Here’s the slideshow.

[From Onward Christian Soldiers]

Dan Varisco from Tabsir shares his thoughts as well:

The Bible is a big book with plenty of quotations for politicians and other enemies of clear thinking. Thomas Jefferson came up with his abridged Bible based solely on the Gospels. He saw value in the ethics but not much in the legal wrangling and superstitions. Now it appears that former Secretary of Defense Donald Rumsfeld took the opposite approach, striking out the blessed beatitudes like “Blessed are the peacemakers” (Matthew 5:9) and “love your enemies” (Matthew 5:44). Who needs that when there is all that hellfire and brimstone and enemy bashing early on? Apparently not Mr. Rumsfeld, nor his adoring boss, Mr. Bush.
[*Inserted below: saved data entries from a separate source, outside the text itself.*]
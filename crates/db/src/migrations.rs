use sqlx::migrate::{MigrateError, Migrator};

use crate::DbPool;

pub static MIGRATOR: Migrator = sqlx::migrate!("../../migrations");

pub async fn run_pending(pool: &DbPool) -> Result<(), MigrateError> {
    MIGRATOR.run(pool).await
}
It appears that even though the Defense Secretary was not very adept at devising a plan for post-war Iraq security, he did know a thing or two about Photoshop. You can see a slide show of the illustrated covers of his “Worldwide Intelligence Update” (oxymoron that it was) on the GQ website. It is not hard to see why it was given “no distribution” classification.

Update:

According to the Washington Monthly, we have to remember, it’s not like there was a bubble here. They knew this was a problem:

“In the days before the Iraq war, Shaffer’s staff had created humorous covers in an attempt to alleviate the stress of preparing for battle. Then, as the body counting began, Shaffer, a Christian, deemed the biblical passages more suitable. Several others in the Pentagon disagreed. At least one Muslim analyst in the building had been greatly offended; others privately worried that if these covers were leaked during a war conducted in an Islamic nation, the fallout — as one Pentagon staffer would later say — “would be as bad as Abu Ghraib.” (…)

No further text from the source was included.